[Stored items]
'''

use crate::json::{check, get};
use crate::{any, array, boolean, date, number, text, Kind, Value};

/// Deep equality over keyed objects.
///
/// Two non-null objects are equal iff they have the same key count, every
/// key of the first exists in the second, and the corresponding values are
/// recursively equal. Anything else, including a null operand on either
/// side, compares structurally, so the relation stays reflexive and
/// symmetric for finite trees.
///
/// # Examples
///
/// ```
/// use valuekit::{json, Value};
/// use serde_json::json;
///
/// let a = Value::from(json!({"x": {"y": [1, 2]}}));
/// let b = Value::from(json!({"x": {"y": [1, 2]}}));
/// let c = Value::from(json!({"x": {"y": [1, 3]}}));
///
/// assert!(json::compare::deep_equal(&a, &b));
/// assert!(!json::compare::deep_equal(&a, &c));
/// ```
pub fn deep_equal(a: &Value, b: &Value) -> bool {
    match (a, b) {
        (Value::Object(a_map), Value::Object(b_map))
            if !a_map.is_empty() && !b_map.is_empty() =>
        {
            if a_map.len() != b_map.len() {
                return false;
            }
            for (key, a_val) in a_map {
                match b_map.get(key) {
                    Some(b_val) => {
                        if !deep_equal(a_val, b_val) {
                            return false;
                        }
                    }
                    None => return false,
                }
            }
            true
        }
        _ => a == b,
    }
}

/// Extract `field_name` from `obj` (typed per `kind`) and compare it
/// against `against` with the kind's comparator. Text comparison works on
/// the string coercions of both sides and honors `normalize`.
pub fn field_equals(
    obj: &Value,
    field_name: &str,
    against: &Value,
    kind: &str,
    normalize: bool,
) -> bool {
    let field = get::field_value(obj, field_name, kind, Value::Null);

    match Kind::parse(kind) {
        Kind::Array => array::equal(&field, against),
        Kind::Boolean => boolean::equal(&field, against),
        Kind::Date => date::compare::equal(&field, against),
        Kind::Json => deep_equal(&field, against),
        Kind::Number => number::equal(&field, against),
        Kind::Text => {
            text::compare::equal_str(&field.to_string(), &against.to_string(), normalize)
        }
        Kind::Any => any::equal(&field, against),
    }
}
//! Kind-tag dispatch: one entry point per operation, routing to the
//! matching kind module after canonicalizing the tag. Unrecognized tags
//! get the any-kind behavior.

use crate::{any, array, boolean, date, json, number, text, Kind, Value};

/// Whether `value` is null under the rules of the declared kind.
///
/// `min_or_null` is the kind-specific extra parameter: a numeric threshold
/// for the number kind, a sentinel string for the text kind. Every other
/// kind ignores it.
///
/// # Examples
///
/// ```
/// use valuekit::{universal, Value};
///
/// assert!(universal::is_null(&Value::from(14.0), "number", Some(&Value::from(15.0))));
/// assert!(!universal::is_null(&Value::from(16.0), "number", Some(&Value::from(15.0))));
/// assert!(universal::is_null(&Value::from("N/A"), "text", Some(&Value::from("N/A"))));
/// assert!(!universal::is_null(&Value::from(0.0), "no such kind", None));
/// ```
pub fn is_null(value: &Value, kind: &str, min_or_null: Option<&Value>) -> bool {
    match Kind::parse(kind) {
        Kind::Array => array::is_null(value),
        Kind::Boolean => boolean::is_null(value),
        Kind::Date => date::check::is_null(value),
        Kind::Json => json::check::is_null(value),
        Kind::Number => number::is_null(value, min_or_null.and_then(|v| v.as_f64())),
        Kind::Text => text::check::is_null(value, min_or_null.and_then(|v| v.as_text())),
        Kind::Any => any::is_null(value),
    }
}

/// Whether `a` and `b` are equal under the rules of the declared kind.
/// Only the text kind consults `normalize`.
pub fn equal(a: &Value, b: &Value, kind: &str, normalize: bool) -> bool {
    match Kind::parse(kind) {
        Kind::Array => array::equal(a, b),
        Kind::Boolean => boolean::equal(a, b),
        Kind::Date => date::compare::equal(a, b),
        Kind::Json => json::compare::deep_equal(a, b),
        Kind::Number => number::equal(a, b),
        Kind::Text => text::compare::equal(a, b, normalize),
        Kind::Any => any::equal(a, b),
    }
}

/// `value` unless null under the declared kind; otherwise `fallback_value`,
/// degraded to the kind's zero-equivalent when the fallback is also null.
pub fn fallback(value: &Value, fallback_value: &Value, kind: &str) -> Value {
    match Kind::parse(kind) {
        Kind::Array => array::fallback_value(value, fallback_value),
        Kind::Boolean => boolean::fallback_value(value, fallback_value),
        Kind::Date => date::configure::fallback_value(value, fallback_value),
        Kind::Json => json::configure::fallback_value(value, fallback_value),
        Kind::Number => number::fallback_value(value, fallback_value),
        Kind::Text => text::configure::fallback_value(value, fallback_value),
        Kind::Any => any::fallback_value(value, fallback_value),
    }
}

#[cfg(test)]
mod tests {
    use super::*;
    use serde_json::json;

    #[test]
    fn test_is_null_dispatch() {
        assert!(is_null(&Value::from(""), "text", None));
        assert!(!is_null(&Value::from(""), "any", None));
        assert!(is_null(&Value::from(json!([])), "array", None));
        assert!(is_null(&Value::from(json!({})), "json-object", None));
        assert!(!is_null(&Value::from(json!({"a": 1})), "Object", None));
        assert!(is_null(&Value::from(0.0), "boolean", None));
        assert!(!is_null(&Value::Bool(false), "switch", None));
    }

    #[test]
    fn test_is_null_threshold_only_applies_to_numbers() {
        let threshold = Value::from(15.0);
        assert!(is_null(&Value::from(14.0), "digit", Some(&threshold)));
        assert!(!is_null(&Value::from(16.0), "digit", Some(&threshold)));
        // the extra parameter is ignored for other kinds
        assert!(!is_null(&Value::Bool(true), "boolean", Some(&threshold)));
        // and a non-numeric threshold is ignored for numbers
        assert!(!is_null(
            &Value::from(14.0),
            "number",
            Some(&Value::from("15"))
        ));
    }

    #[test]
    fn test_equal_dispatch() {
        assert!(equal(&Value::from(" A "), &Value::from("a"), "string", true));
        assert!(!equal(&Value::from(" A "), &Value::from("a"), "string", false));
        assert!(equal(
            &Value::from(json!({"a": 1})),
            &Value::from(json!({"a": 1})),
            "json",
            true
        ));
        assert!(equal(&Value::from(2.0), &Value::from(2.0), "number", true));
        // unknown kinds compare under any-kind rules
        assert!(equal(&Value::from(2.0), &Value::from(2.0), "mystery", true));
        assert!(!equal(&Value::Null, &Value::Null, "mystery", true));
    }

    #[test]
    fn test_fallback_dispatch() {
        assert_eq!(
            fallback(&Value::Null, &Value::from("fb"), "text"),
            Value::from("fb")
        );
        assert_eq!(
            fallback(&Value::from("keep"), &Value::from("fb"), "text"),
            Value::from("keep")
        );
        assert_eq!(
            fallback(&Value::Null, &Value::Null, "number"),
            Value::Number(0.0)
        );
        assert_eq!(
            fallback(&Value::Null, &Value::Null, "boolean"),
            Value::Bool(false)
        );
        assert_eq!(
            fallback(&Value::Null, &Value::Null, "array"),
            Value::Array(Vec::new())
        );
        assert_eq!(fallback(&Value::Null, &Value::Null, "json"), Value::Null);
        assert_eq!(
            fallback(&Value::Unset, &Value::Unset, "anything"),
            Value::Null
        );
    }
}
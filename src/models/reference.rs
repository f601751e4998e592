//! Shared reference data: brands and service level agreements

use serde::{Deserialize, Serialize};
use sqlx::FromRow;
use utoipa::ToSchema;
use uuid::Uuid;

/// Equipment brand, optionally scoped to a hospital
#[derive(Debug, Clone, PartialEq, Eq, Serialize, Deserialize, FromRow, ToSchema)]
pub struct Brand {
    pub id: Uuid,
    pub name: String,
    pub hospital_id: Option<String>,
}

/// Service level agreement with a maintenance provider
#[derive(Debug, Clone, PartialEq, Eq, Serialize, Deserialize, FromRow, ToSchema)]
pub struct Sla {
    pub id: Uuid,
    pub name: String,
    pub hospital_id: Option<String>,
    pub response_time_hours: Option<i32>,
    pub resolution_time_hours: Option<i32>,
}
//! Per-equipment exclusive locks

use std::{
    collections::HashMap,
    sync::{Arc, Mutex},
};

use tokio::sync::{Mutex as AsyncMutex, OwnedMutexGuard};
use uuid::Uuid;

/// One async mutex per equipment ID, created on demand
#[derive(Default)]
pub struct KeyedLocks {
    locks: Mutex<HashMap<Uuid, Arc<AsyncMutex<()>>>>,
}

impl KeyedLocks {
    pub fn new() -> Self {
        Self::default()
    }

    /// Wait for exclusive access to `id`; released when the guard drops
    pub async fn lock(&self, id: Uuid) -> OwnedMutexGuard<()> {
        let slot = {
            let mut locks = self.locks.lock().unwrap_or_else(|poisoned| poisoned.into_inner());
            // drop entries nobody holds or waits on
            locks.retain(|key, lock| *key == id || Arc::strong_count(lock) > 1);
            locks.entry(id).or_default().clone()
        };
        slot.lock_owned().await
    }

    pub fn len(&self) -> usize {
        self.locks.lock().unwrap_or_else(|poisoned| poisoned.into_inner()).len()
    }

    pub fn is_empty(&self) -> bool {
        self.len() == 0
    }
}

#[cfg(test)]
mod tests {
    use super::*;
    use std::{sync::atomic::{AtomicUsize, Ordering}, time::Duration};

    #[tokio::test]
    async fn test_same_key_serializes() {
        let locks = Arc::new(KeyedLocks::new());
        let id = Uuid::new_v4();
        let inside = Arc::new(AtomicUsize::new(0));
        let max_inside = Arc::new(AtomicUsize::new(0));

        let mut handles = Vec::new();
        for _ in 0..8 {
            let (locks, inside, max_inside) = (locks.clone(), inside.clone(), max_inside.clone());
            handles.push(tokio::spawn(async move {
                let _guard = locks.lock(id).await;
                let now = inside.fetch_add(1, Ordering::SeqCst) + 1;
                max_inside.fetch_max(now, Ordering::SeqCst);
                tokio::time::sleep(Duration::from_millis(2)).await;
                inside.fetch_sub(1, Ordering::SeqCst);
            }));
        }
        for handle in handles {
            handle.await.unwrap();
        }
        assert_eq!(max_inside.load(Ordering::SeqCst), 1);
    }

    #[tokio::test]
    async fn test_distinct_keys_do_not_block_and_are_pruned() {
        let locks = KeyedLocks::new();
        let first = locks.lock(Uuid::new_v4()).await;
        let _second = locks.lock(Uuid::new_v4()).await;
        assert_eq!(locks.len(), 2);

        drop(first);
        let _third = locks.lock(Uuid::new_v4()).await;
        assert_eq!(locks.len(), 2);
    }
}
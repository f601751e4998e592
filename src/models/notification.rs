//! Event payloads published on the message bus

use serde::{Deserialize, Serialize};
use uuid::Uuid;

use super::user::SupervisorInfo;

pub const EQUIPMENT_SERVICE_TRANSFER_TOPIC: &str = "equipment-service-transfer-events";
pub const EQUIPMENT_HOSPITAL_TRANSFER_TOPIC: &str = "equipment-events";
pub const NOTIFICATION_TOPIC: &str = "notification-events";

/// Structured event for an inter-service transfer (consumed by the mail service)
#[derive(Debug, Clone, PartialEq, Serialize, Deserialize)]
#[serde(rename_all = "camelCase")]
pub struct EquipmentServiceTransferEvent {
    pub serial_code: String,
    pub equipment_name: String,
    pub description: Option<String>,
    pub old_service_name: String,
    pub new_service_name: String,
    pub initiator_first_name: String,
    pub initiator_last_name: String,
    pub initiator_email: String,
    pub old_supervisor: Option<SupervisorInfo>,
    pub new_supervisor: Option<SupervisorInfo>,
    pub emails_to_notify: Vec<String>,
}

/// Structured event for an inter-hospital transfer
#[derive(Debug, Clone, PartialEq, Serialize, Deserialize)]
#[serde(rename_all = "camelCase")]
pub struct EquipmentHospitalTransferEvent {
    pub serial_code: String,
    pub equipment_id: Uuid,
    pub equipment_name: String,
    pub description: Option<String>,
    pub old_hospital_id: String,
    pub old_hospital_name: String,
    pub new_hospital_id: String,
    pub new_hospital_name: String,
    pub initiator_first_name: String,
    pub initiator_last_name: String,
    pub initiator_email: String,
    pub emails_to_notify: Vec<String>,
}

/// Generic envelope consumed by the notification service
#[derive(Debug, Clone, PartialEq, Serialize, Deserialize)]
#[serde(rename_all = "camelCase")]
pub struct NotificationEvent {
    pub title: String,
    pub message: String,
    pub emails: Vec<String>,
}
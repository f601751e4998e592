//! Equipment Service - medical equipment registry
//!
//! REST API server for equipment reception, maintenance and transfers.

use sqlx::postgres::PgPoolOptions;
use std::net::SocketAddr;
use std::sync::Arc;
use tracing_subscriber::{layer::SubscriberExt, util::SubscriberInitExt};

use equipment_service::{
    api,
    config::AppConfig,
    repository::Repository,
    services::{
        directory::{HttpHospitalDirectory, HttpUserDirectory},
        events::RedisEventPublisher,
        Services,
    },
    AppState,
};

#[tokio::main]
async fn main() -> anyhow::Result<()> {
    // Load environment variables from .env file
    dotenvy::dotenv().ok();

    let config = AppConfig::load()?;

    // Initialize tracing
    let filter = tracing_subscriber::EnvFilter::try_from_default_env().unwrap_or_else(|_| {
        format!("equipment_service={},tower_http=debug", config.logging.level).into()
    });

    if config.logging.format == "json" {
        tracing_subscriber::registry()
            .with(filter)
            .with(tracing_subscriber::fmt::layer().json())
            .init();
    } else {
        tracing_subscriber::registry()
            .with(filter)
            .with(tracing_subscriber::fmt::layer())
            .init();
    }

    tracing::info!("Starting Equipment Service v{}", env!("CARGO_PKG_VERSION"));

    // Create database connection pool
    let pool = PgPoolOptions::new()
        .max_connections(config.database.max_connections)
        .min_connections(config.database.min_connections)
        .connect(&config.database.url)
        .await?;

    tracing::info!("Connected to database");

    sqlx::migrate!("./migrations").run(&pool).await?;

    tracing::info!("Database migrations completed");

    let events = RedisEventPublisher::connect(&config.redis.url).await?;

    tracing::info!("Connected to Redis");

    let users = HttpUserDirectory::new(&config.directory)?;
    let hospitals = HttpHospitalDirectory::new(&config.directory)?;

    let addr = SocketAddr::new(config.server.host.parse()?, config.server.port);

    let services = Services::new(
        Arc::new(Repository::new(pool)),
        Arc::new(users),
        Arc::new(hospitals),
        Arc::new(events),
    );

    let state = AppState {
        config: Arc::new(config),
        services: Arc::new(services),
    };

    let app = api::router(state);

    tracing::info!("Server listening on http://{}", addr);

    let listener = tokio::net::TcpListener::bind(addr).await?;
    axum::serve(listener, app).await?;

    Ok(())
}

'''

GOAL OF THE EXERCISE: Transcribe, word for word, the data above from its first line through the line with "the string coercions", and include nothing else.

OUTPUT OF THE TASK:
use crate::json::{check, get};
use crate::{any, array, boolean, date, number, text, Kind, Value};

/// Deep equality over keyed objects.
///
/// Two non-null objects are equal iff they have the same key count, every
/// key of the first exists in the second, and the corresponding values are
/// recursively equal. Anything else, including a null operand on either
/// side, compares structurally, so the relation stays reflexive and
/// symmetric for finite trees.
///
/// # Examples
///
/// ```
/// use valuekit::{json, Value};
/// use serde_json::json;
///
/// let a = Value::from(json!({"x": {"y": [1, 2]}}));
/// let b = Value::from(json!({"x": {"y": [1, 2]}}));
/// let c = Value::from(json!({"x": {"y": [1, 3]}}));
///
/// assert!(json::compare::deep_equal(&a, &b));
/// assert!(!json::compare::deep_equal(&a, &c));
/// ```
pub fn deep_equal(a: &Value, b: &Value) -> bool {
    match (a, b) {
        (Value::Object(a_map), Value::Object(b_map))
            if !a_map.is_empty() && !b_map.is_empty() =>
        {
            if a_map.len() != b_map.len() {
                return false;
            }
            for (key, a_val) in a_map {
                match b_map.get(key) {
                    Some(b_val) => {
                        if !deep_equal(a_val, b_val) {
                            return false;
                        }
                    }
                    None => return false,
                }
            }
            true
        }
        _ => a == b,
    }
}

/// Extract `field_name` from `obj` (typed per `kind`) and compare it
/// against `against` with the kind's comparator. Text comparison works on
/// the string coercions of both sides and honors `normalize`.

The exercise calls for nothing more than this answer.